Ferguson requested Darryl be killed off following a contractual dispute with producers. The character ultimately drowned in the Auckland Harbour.

==Character development==

===Characterisation===
Throughout Darryl's run on Shortland Street, he was identified as cunning, evil and nasty. Ferguson described the character as dynamic, saying; "I really like playing the part, because whenever he's there, he makes things happen. He's a very dynamic character. He really gets people involved with the show." He also stated that Darryl was cunning, but not smart; "I try and put some of my own sense of humour in Darryl. I like to give him lots of different sides. He's very ambitious, like he can control situations around him. But he's not that bright, really. If he was just a bit smarter he'd be worth an absolute fortune. ... If Darryl was just a bit smarter, if he heightened his sights, then he could come back and try for Prime Minister". Darryl's one redeeming factor was named as his love for his mother.

===Antagonism===
The character of Darryl was written as a "villain" archetype. The character is remembered heavily for his antagonistic characteristics. His most prominent storyline was when he locked major character Chris Warner in a barn, so as he would miss his wedding day, a storyline often recollected on by actors and producers.
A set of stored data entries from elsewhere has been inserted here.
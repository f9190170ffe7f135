//! CPU backend for multi-scale deformable attention.

mod accum;
mod backend;
pub mod backward;
pub mod forward;
pub mod tensor;
mod views;

pub use accum::{AtomicGrad, GradSink};
pub use backend::CpuBackend;
pub use backward::msda_backward;
pub use forward::msda_forward;
pub use tensor::CpuTensor;
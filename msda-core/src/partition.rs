//! Static split of the query axis across workers.
//!
//! Every worker owns one contiguous range of `ceil(queries / workers)`
//! queries; the tail range may be shorter or empty. There is no work
//! stealing between ranges.

use std::ops::Range;

use crate::{MsdaError, Result};

#[derive(Debug, Clone, Copy, PartialEq, Eq)]
pub struct WorkPartition {
    total: usize,
    workers: usize,
    chunk: usize,
}

impl WorkPartition {
    pub fn new(total: usize, workers: usize) -> Result<Self> {
        if workers == 0 {
            return Err(MsdaError::InvalidArgument(
                "worker count must be at least 1".into(),
            ));
        }
        Ok(Self {
            total,
            workers,
            chunk: total.div_ceil(workers),
        })
    }

    pub fn total(&self) -> usize {
        self.total
    }

    pub fn workers(&self) -> usize {
        self.workers
    }

    /// Queries per worker, except possibly the last non-empty range.
    pub fn chunk_len(&self) -> usize {
        self.chunk
    }

    /// Query range owned by `worker`. Empty for workers past the tail.
    pub fn range(&self, worker: usize) -> Range<usize> {
        let start = (worker * self.chunk).min(self.total);
        let end = ((worker + 1) * self.chunk).min(self.total);
        start..end
    }

    pub fn ranges(&self) -> impl Iterator<Item = Range<usize>> + '_ {
        (0..self.workers).map(|w| self.range(w))
    }

    /// Number of workers that own at least one query.
    pub fn active_workers(&self) -> usize {
        if self.chunk == 0 {
            0
        } else {
            self.total.div_ceil(self.chunk)
        }
    }
}

#[cfg(test)]
mod tests {
    use super::*;

    #[test]
    fn zero_workers_rejected() {
        assert!(WorkPartition::new(10, 0).is_err());
    }

    #[test]
    fn uneven_split_has_short_tail() {
        let p = WorkPartition::new(10, 4).unwrap();
        let ranges: Vec<_> = p.ranges().collect();
        assert_eq!(ranges, vec![0..3, 3..6, 6..9, 9..10]);
        assert_eq!(p.active_workers(), 4);
    }

    #[test]
    fn surplus_workers_get_empty_ranges() {
        let p = WorkPartition::new(9, 4).unwrap();
        let ranges: Vec<_> = p.ranges().collect();
        assert_eq!(ranges, vec![0..3, 3..6, 6..9, 9..9]);
        assert_eq!(p.active_workers(), 3);
    }

    #[test]
    fn no_queries() {
        let p = WorkPartition::new(0, 3).unwrap();
        assert!(p.ranges().all(|r| r.is_empty()));
        assert_eq!(p.active_workers(), 0);
    }
}
//! Multi-level feature index.
//!
//! The feature store concatenates every level's `height × width` grid along
//! the key axis. A [`LevelDescriptor`] maps `(level, row, col)` to a key
//! index, and refuses cells that fall outside the level's grid.

use crate::{MsdaError, Result};

#[derive(Debug, Clone, Copy, PartialEq, Eq)]
pub struct Level {
    pub height: usize,
    pub width: usize,
    /// First key index of this level in the feature store.
    pub start: usize,
}

impl Level {
    pub fn cells(&self) -> usize {
        self.height * self.width
    }

    /// Key index of cell `(row, col)`, or `None` when the cell is off the grid.
    #[inline]
    pub fn cell_key(&self, row: i64, col: i64) -> Option<usize> {
        if row < 0 || col < 0 {
            return None;
        }
        let (row, col) = (row as usize, col as usize);
        if row >= self.height || col >= self.width {
            return None;
        }
        Some(self.start + row * self.width + col)
    }
}

/// Per-level spatial shapes and start offsets. Immutable for one call.
#[derive(Debug, Clone, PartialEq, Eq)]
pub struct LevelDescriptor {
    levels: Vec<Level>,
}

impl LevelDescriptor {
    /// Build from `(height, width)` pairs and matching level start offsets.
    pub fn new(shapes: &[(usize, usize)], starts: &[usize]) -> Result<Self> {
        if shapes.len() != starts.len() {
            return Err(MsdaError::ShapeMismatch {
                name: "level_start_index",
                expected: vec![shapes.len()],
                got: vec![starts.len()],
            });
        }
        let levels = shapes
            .iter()
            .zip(starts)
            .map(|(&(height, width), &start)| Level {
                height,
                width,
                start,
            })
            .collect();
        Ok(Self { levels })
    }

    /// Build from shapes alone, packing the levels back to back in order.
    pub fn contiguous(shapes: &[(usize, usize)]) -> Self {
        let mut start = 0;
        let levels = shapes
            .iter()
            .map(|&(height, width)| {
                let level = Level {
                    height,
                    width,
                    start,
                };
                start += height * width;
                level
            })
            .collect();
        Self { levels }
    }

    /// Build from the raw int32 tensors: `spatial_shapes` is `[levels, 2]`
    /// holding `(height, width)` rows, `level_start_index` is `[levels]`.
    pub fn from_raw(spatial_shapes: &[i32], level_start_index: &[i32]) -> Result<Self> {
        if spatial_shapes.len() != 2 * level_start_index.len() {
            return Err(MsdaError::ShapeMismatch {
                name: "spatial_shapes",
                expected: vec![level_start_index.len(), 2],
                got: vec![spatial_shapes.len()],
            });
        }
        let to_usize = |v: i32, what: &str| -> Result<usize> {
            usize::try_from(v)
                .map_err(|_| MsdaError::InvalidArgument(format!("negative {what}: {v}")))
        };
        let mut shapes = Vec::with_capacity(level_start_index.len());
        for hw in spatial_shapes.chunks_exact(2) {
            shapes.push((to_usize(hw[0], "level height")?, to_usize(hw[1], "level width")?));
        }
        let starts = level_start_index
            .iter()
            .map(|&s| to_usize(s, "level start"))
            .collect::<Result<Vec<_>>>()?;
        Self::new(&shapes, &starts)
    }

    pub fn len(&self) -> usize {
        self.levels.len()
    }

    #[must_use]
    pub fn is_empty(&self) -> bool {
        self.levels.is_empty()
    }

    #[inline]
    pub fn level(&self, index: usize) -> &Level {
        &self.levels[index]
    }

    pub fn iter(&self) -> impl Iterator<Item = &Level> {
        self.levels.iter()
    }

    /// Sum of `height * width` over all levels.
    pub fn total_cells(&self) -> usize {
        self.levels.iter().map(Level::cells).sum()
    }

    /// Checks that the levels are ordered and disjoint, that every level lies
    /// inside a store of `keys` keys, and that together they cover exactly
    /// `keys` cells.
    pub fn check_keys(&self, keys: usize) -> Result<()> {
        let mut previous_end = 0;
        for (index, level) in self.levels.iter().enumerate() {
            if level.start < previous_end {
                return Err(MsdaError::LevelOverlap {
                    level: index,
                    start: level.start,
                    previous_end,
                });
            }
            let end = level.start + level.cells();
            if end > keys {
                return Err(MsdaError::LevelOutOfRange {
                    level: index,
                    start: level.start,
                    end,
                    keys,
                });
            }
            previous_end = end;
        }
        let covered = self.total_cells();
        if covered != keys {
            return Err(MsdaError::KeyCountMismatch { covered, keys });
        }
        Ok(())
    }
}
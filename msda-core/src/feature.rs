use crate::{Level, MsdaDims};

/// Read-only view of a `[batch, heads, keys, embed_dims]` feature store.
#[derive(Debug, Clone, Copy)]
pub struct FeatureView<'a> {
    data: &'a [f32],
    dims: MsdaDims,
}

impl<'a> FeatureView<'a> {
    /// `data` must hold `dims.value_len()` floats; callers validate first.
    pub fn new(data: &'a [f32], dims: MsdaDims) -> Self {
        debug_assert_eq!(data.len(), dims.value_len());
        Self { data, dims }
    }

    /// Offset of the cell's feature vector, or `None` when `(row, col)` is off
    /// the level's grid. The same offset addresses the feature-store gradient.
    #[inline]
    pub fn cell_offset(
        &self,
        batch: usize,
        head: usize,
        level: &Level,
        row: i64,
        col: i64,
    ) -> Option<usize> {
        let key = level.cell_key(row, col)?;
        Some(self.dims.value_offset(batch, head, key))
    }

    /// The cell's `embed_dims` vector, or `None` (read as the zero vector) when
    /// the cell is off the grid. Off-grid cells are never clamped.
    #[inline]
    pub fn sample_or_zero(
        &self,
        batch: usize,
        head: usize,
        level: &Level,
        row: i64,
        col: i64,
    ) -> Option<&'a [f32]> {
        let offset = self.cell_offset(batch, head, level, row, col)?;
        Some(self.vector_at(offset))
    }

    #[inline]
    pub fn vector_at(&self, offset: usize) -> &'a [f32] {
        &self.data[offset..offset + self.dims.embed_dims]
    }
}

#[cfg(test)]
mod tests {
    use super::*;
    use crate::LevelDescriptor;

    #[test]
    fn addresses_level_cells_per_head() {
        let levels = LevelDescriptor::contiguous(&[(2, 2), (1, 2)]);
        let dims = MsdaDims {
            batch: 1,
            heads: 2,
            keys: 6,
            embed_dims: 3,
            queries: 1,
            levels: 2,
            points: 1,
        };
        let data: Vec<f32> = (0..dims.value_len()).map(|i| i as f32).collect();
        let view = FeatureView::new(&data, dims);

        // Head 1, level 1, cell (0, 1) is key 4 + 1 = 5.
        let v = view.sample_or_zero(0, 1, levels.level(1), 0, 1).unwrap();
        let base = dims.value_offset(0, 1, 5);
        assert_eq!(v, &[base as f32, (base + 1) as f32, (base + 2) as f32]);

        assert!(view.sample_or_zero(0, 0, levels.level(1), 1, 0).is_none());
        assert!(view.sample_or_zero(0, 0, levels.level(0), -1, 0).is_none());
    }
}
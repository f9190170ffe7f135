use thiserror::Error;

#[derive(Error, Debug)]
pub enum MsdaError {
    #[error("Invalid argument: {0}")]
    InvalidArgument(String),

    #[error("Shape mismatch for {name}: expected {expected:?}, got {got:?}")]
    ShapeMismatch {
        name: &'static str,
        expected: Vec<usize>,
        got: Vec<usize>,
    },

    #[error("Level cells cover {covered} keys but the feature store has {keys}")]
    KeyCountMismatch { covered: usize, keys: usize },

    #[error("Level {level} spans keys [{start}, {end}) outside the feature store of {keys} keys")]
    LevelOutOfRange {
        level: usize,
        start: usize,
        end: usize,
        keys: usize,
    },

    #[error("Level {level} starts at key {start}, before the previous level ends at {previous_end}")]
    LevelOverlap {
        level: usize,
        start: usize,
        previous_end: usize,
    },

    #[error("Thread pool error: {0}")]
    ThreadPool(String),

    #[error("IO error: {0}")]
    Io(#[from] std::io::Error),

    #[error("JSON error: {0}")]
    Json(#[from] serde_json::Error),
}

pub type Result<T> = std::result::Result<T, MsdaError>;
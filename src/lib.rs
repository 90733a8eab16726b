//! Argo CD TUI Library
//!
//! This library provides the core functionality for the argocd-tui
//! dashboard. It can be used both as a binary and as a library for testing.

pub mod argocd;
pub mod cli;
pub mod config;
pub mod services;
pub mod tui;

// Re-export commonly used types for convenience
pub use argocd::{ApiClient, Application, FetchError, HealthStatus, HttpApiClient, ResourceNode};
pub use services::ResourceStore;
//! Default configuration values

use super::schema::Config;

/// Get the default configuration
pub fn default_config() -> Config {
    Config::default()
}

/// Commented template written by `config init`
pub const CONFIG_TEMPLATE: &str = r#"# argocd-tui configuration
server:
  url: http://localhost:8080
  insecure: true
  timeoutSecs: 10
  usernameEnv: ARGOCD_USERNAME
  passwordEnv: ARGOCD_PASSWORD
ui:
  enableMouse: false
  escapeClearsFilter: true
  pageSize: 10
# Colour names, hex values (#87ceeb) or "default"
colors:
  text: white
  border: darkslategray
  header: gray
  foreground: whitesmoke
  selected: skyblue
  background: default
  progressing: lightblue
  missing: lightyellow
  healthy: lightgreen
  degraded: red
  unknown: darkgray
"#;
//! Help overlay rendering

use crate::tui::constants::{HELP_POPUP_HEIGHT_PERCENT, HELP_POPUP_WIDTH_PERCENT, SCROLL_BUFFER};
use crate::tui::focus::Surface;
use crate::tui::keybindings::Context;
use crate::tui::registry::HelpEntry;
use crate::tui::theme::Theme;
use crate::tui::views::helpers::{centered_rect, create_themed_block, panel_title, update_scroll_offset};
use ratatui::{
    Frame,
    layout::Rect,
    style::{Modifier, Style},
    text::{Line, Span},
    widgets::{Clear, Paragraph},
};

/// One help row as plain text: marker, context, key and description
pub fn help_line_text(entry: &HelpEntry, last_context: Option<Context>) -> String {
    let marker = if Some(entry.context) == last_context {
        '*'
    } else {
        ' '
    };
    format!(
        "{} {:<11} {:<10} {}",
        marker,
        entry.context.as_str(),
        entry.keystroke.to_string(),
        entry.description
    )
}

/// Render the help listing as a popup over `area`
///
/// The context of the most recently used command is marked with `*`.
pub fn render_help(
    f: &mut Frame,
    area: Rect,
    entries: &[HelpEntry],
    surface: &mut Surface,
    focused: bool,
    filter: &str,
    last_context: Option<Context>,
    theme: &Theme,
) {
    let popup = centered_rect(HELP_POPUP_WIDTH_PERCENT, HELP_POPUP_HEIGHT_PERCENT, area);
    f.render_widget(Clear, popup);

    let title = panel_title("Help", entries.len(), filter);
    let visible_height = (popup.height as usize).saturating_sub(3);
    let selected = surface.selected().unwrap_or(0);
    update_scroll_offset(
        selected,
        visible_height,
        &mut surface.scroll_offset,
        SCROLL_BUFFER,
    );

    let mut lines = vec![Line::from(Span::styled(
        format!("  {:<11} {:<10} {}", "CONTEXT", "KEY", "DESCRIPTION"),
        theme.table_header_style(),
    ))];

    for (idx, entry) in entries
        .iter()
        .enumerate()
        .skip(surface.scroll_offset)
        .take(visible_height)
    {
        let style = if idx == selected {
            theme.table_selected_style()
        } else if Some(entry.context) == last_context {
            Style::default()
                .fg(theme.footer_key)
                .add_modifier(Modifier::BOLD)
        } else {
            Style::default().fg(theme.foreground)
        };
        lines.push(Line::from(Span::styled(
            help_line_text(entry, last_context),
            style,
        )));
    }

    let paragraph = Paragraph::new(lines).block(create_themed_block(&title, focused, theme));
    f.render_widget(paragraph, popup);
}
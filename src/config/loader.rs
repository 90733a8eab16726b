//! Configuration loading
//!
//! Handles loading configuration from the config file and applying
//! environment variable overrides on top of it.

use super::{colors, defaults, paths, schema::Config};
use anyhow::{Context, Result};
use std::path::Path;

/// Environment variable overriding `server.url`
pub const SERVER_ENV: &str = "ARGOCD_SERVER";

/// Environment variable carrying a pre-issued API token
pub const AUTH_TOKEN_ENV: &str = "ARGOCD_AUTH_TOKEN";

/// Configuration loader
pub struct ConfigLoader;

impl ConfigLoader {
    /// Load configuration with all layers applied
    ///
    /// Precedence order (highest to lowest):
    /// 1. Environment variable overrides
    /// 2. Root config file
    /// 3. Built-in defaults
    pub fn load() -> Result<Config> {
        let path = paths::root_config_path();
        let config = if path.exists() {
            Self::load_file(&path)?
        } else {
            tracing::debug!("No config file at {}, using defaults", path.display());
            Self::load_defaults()
        };

        Ok(Self::apply_env_overrides(config))
    }

    /// Load configuration from a file
    pub fn load_file(path: &Path) -> Result<Config> {
        if !path.exists() {
            return Err(anyhow::anyhow!("Config file not found: {}", path.display()));
        }

        let contents = std::fs::read_to_string(path)
            .with_context(|| format!("Failed to read config file: {}", path.display()))?;

        // An empty file is a valid, all-defaults config
        if contents.trim().is_empty() {
            return Ok(Self::load_defaults());
        }

        let config: Config = serde_yaml::from_str(&contents)
            .with_context(|| format!("Failed to parse config file: {}", path.display()))?;

        Ok(config)
    }

    /// Validate the config file, failing on anything that would be
    /// silently replaced by a default at runtime
    pub fn validate() -> Result<()> {
        let path = paths::root_config_path();
        if path.exists() {
            let config = Self::load_file(&path)?;
            Self::check(&config)?;
            Self::check_colors(&config)?;
        }

        let _ = Self::load().context("Failed to load merged configuration")?;

        Ok(())
    }

    /// Semantic checks beyond what deserialization enforces
    ///
    /// Colours are not checked here; an unparsable colour falls back to the
    /// default when the theme is built.
    pub fn check(config: &Config) -> Result<()> {
        url::Url::parse(&config.server.url)
            .with_context(|| format!("server.url is not a valid URL: {}", config.server.url))?;

        if config.server.timeout_secs == 0 {
            anyhow::bail!("server.timeoutSecs must be greater than 0");
        }

        if config.ui.page_size == 0 {
            anyhow::bail!("ui.pageSize must be greater than 0");
        }

        Ok(())
    }

    /// Strict colour check used by `config validate`
    pub fn check_colors(config: &Config) -> Result<()> {
        for (key, value) in colors::entries(&config.colors) {
            colors::parse_color(value)
                .with_context(|| format!("colors.{} is not a valid colour", key))?;
        }

        Ok(())
    }

    /// Load default configuration
    pub fn load_defaults() -> Config {
        defaults::default_config()
    }

    /// Apply environment variable overrides
    fn apply_env_overrides(mut config: Config) -> Config {
        if let Ok(server) = std::env::var(SERVER_ENV) {
            if !server.is_empty() {
                config.server.url = server;
            }
        }

        config
    }

    /// Token from the environment, if one was provided
    pub fn auth_token() -> Option<String> {
        std::env::var(AUTH_TOKEN_ENV)
            .ok()
            .filter(|token| !token.is_empty())
    }

    /// Save configuration to a file
    pub fn save(config: &Config, path: &Path) -> Result<()> {
        if let Some(parent) = path.parent() {
            paths::ensure_dir(parent)?;
        }

        let yaml =
            serde_yaml::to_string(config).context("Failed to serialize configuration to YAML")?;

        std::fs::write(path, yaml)
            .with_context(|| format!("Failed to write config file: {}", path.display()))?;

        Ok(())
    }

    /// Save root configuration
    pub fn save_root(config: &Config) -> Result<()> {
        Self::save(config, &paths::root_config_path())
    }
}
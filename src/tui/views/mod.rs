//! TUI view components
//!
//! Each component renders one part of the interface from the data it is
//! handed; none of them reads application state directly.

mod app_list;
mod footer;
mod header;
mod help;
pub mod helpers;
mod resource_table;

pub use app_list::*;
pub use footer::*;
pub use header::*;
pub use help::*;
pub use resource_table::*;
//! Application table rendering

use crate::argocd::Application;
use crate::tui::constants::SCROLL_BUFFER;
use crate::tui::focus::Surface;
use crate::tui::theme::Theme;
use crate::tui::views::helpers::{
    create_themed_block, panel_title, render_empty_state, update_scroll_offset,
};
use ratatui::{
    Frame,
    layout::{Constraint, Rect},
    widgets::{Cell, Row, Table},
};

/// Render the application table, one row per application coloured by health
pub fn render_app_table(
    f: &mut Frame,
    area: Rect,
    apps: &[Application],
    surface: &mut Surface,
    focused: bool,
    filter: &str,
    theme: &Theme,
) {
    let title = panel_title("Applications", apps.len(), filter);

    if apps.is_empty() {
        let message = if filter.is_empty() {
            "No applications"
        } else {
            "No applications match the filter"
        };
        render_empty_state(f, area, &title, message, "Press r to refresh", focused, theme);
        return;
    }

    let visible_height = (area.height as usize).saturating_sub(2);
    let selected = surface.selected().unwrap_or(0);
    update_scroll_offset(
        selected,
        visible_height,
        &mut surface.scroll_offset,
        SCROLL_BUFFER,
    );

    let rows: Vec<Row> = apps
        .iter()
        .enumerate()
        .skip(surface.scroll_offset)
        .take(visible_height)
        .map(|(idx, app)| {
            let row = Row::new(vec![Cell::from(app.name.as_str())]);
            if idx == selected {
                row.style(theme.table_selected_style())
            } else {
                row.style(theme.health_style(app.health))
            }
        })
        .collect();

    let table = Table::new(rows, [Constraint::Percentage(100)])
        .block(create_themed_block(&title, focused, theme));
    f.render_widget(table, area);
}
However the character also went through numerous other storylines, including the very first episode where Darryl fathered a child, only to push responsibility onto his teenage brother. The character of Darryl was said to be introduced to further develop the character of Marj and make her less comic relief. The character's evil nature was so great, producer Steven Zanoski thought it was a great precedent for villains to follow. Darryl's character also helped the audience sympathize with Marj, having her stuck with a "no-good" son. Darryl's character was truly explored within his first year, when Darryl cruely attempted to rape Kirsty and forced his wife to provide him with an alibi so no charges would be laid. The rape storyline pitch was at the time so controversial, international executives worried it would "sully" the character of Kirsty. The character reached his peak villainy when he stole girlfriend Grace's eggs and started to use Marj's house as storage for illegal drugs. The character finally reached his end when he fell off a boat and drowned, while trying to murder Kirsty. It has been suggested that it was always obvious Darryl was to get his comeuppance as this was part of fulfilling the "villain" archetype.

==Reception==
Darryl has been described as the soap's "original badboy" and Ferguson described him as a character fans "loved to hate". Darryl has since become an iconic character, being awarded the third best character alongside brother Damien, to ever feature on the soap. The storylines that saw Darryl lock Chris Warner in a barn before his wedding and the characters death, have been voted by fans as two of the shows most iconic moments. Michael Galvin (Chris Warner) praised Ferguson and the spiking storyline, stating; "Darryl was the show's first great villain and Mark Ferguson did a great job channelling his inner Satan. I remember shooting the scene where he drugs Chris pre locking him up and Chris collapses on the table. He was just supposed to glare down at me villainously as I slumped, but when it came to the take he looked down at me as per rehearsal then disdainfully pushed me off the table with his boot. I fell out of shot and on to the floor and managed not to start laughing until they called cut." Ferguson enjoyed the character of Darryl and his sporadic nature, stating, "Darryl wasn't the sort of character you would sit down for tea with."